Ofcom, the UK communications regulator, has revealed in its quarterly report that customer complaints about landline, fixed broadband, pay-monthly mobile and pay TV services jumped back up during the first easing of lockdown restrictions last summer.
Data for its report was collected during July-September 2020, which gives an indication of the state of the telecoms market as restrictions were eased and schools and workplaces began to re-open. And while some returned to work, many continued to work remotely where possible, placing additional importance on a fast and reliable broadband connection.
It’s probably no big surprise that the volume of complaints increased for Q3 of 2020 for fixed broadband, landline, pay-monthly mobile and pay-TV services. However, this is mainly because complaints unexpectedly fell during the first phase of the coronavirus lockdown.
The latest complaint levels were now back to where they were before the lockdown, with most call centres back open and more customers able to lodge complaints with their providers and then to Ofcom.
Broadband services tended to generate the highest volume of complaints for this quarter, which is again unsurprising given the increased reliance on fixed broadband services for those working and studying from home.
Sky often performs well in these reports, and this quarter is no different. Sky received the lowest number of complaints per 100,000 customers across all categories: broadband, landline and pay-TV, as well as pay-monthly mobile in which it tied for top spot with Tesco Mobile.

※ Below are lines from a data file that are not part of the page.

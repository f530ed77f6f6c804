//! Content source errors

use thiserror::Error;

/// Errors raised while retrieving a book from the remote library
///
/// The display text is what a failed fetch task reports to clients.
#[derive(Error, Debug, Clone, PartialEq, Eq)]
pub enum SourceError {
    /// Every candidate text URL failed
    #[error("Failed to fetch book content from any URL")]
    ContentUnavailable,

    /// The catalogue page answered with a non-200 status
    #[error("Failed to fetch book metadata. Status code: {0}")]
    MetadataUnavailable(u16),

    /// Transport failure (connection, timeout, body decoding)
    #[error("Error: {0}")]
    Http(String),
}

impl From<reqwest::Error> for SourceError {
    fn from(err: reqwest::Error) -> Self {
        SourceError::Http(err.to_string())
    }
}
impl Drop for ActiveMarker {
    fn drop(&mut self) {
        debug!("Releasing {}", self.key);
        self.orchestrator.store().release(&self.key);
    }
}

fn panic_message(panic: &(dyn Any + Send)) -> String {
    if let Some(message) = panic.downcast_ref::<&str>() {
        message.to_string()
    } else if let Some(message) = panic.downcast_ref::<String>() {
        message.clone()
    } else {
        "worker panicked".to_string()
    }
}
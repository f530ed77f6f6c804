//! Marginalia Domain Layer
//!
//! Core data model shared by every other Marginalia crate. It defines the
//! records the service produces (books, characters, analyses) and the task
//! snapshots clients poll or subscribe to.
//!
//! ## Key Concepts
//!
//! - **BookId**: Opaque key correlating every cache and task
//! - **BookRecord**: Metadata plus cleaned text, published once per book
//! - **AnalysisRecord**: Characters, relationship graph, themes, sentiment, quotes
//! - **TaskSnapshot**: Full state of a fetch or analysis task at one instant
//! - **TaskKey**: Identifies a background worker for duplicate suppression
//!
//! ## Architecture
//!
//! This crate holds no I/O. Infrastructure (content source, model adapter,
//! HTTP) lives in other crates and depends on these types.

#![warn(missing_docs)]
#![warn(clippy::all)]

pub mod analysis;
pub mod book;
pub mod character;
pub mod error;
pub mod task;

// Re-exports for convenience
pub use analysis::{AnalysisRecord, PartialResults, Quote, Sentiment, Theme};
pub use book::{BookId, BookMetadata, BookRecord, BookSummary, PREVIEW_LENGTH};
pub use character::{Character, CharacterRelationship, Graph, GraphLink, GraphNode};
pub use error::DomainError;
pub use task::{FetchTimings, TaskKey, TaskSnapshot, TaskStatus};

For a quad-play provider like Sky that provides all four telecom services to households, it’s a real vote of confidence that it consistently performs well in all four areas in the eyes of its customers.
Vodafone received the highest volume of complaints for this quarter for fixed broadband services, the vast majority of which (50%) centred on faults, service and provisioning issues. This was a trend seen across the whole category, with other drivers for complaints to Ofcom being complaints handling (25%) and issues relating to billing, pricing and charges (14%).
This trend makes a lot of sense, given the difficulty many providers would have had in dealing with faults to services and scheduling engineer visits during a national lockdown.
These figures also highlight the importance of great customer service in dealing with a customer’s issues at the first point of contact and eliminating the need for customers to contact Ofcom for help getting a resolution.
Nick Baker, broadband expert at Uswitch.com, says:
“Broadband complaints have increased to levels not seen since 2018, after years of falling customer concerns.
“Vodafone has the highest broadband complaints rate, while other providers including Plusnet and BT saw their figures more than double. TalkTalk and Post Office were the only two broadband providers to see complaint rates fall.
“Ofcom’s report shows that almost half of all fixed broadband complaints were about faults, service and provisioning. With so many households currently reliant on their internet connections for work, education and entertainment, it’s clear that providers have to do more to prioritise these types of problems.
“Last year almost five million people suffered a broadband outage that persisted for more than three hours.
“If you are unhappy with the service you're receiving and you haven’t been able to resolve the complaint directly with your provider, you can take it to the relevant ombudsman who will independently investigate your complaint.”
Find out how to complain to your broadband provider with our dedicated guide.
It’s been an extremely difficult year, one in which many customers made allowances for their broadband providers being worked to their limit and not always able to solve problems right away.
This is no longer the case, and even though lockdown is still a while from being over, providers are closer to their normal operating procedure and should be able to resolve any concerns you have regarding your service.
Contacting your provider should always be the first step towards a resolution, but if one can’t be found, you may be able to find a better, more affordable service from a new provider.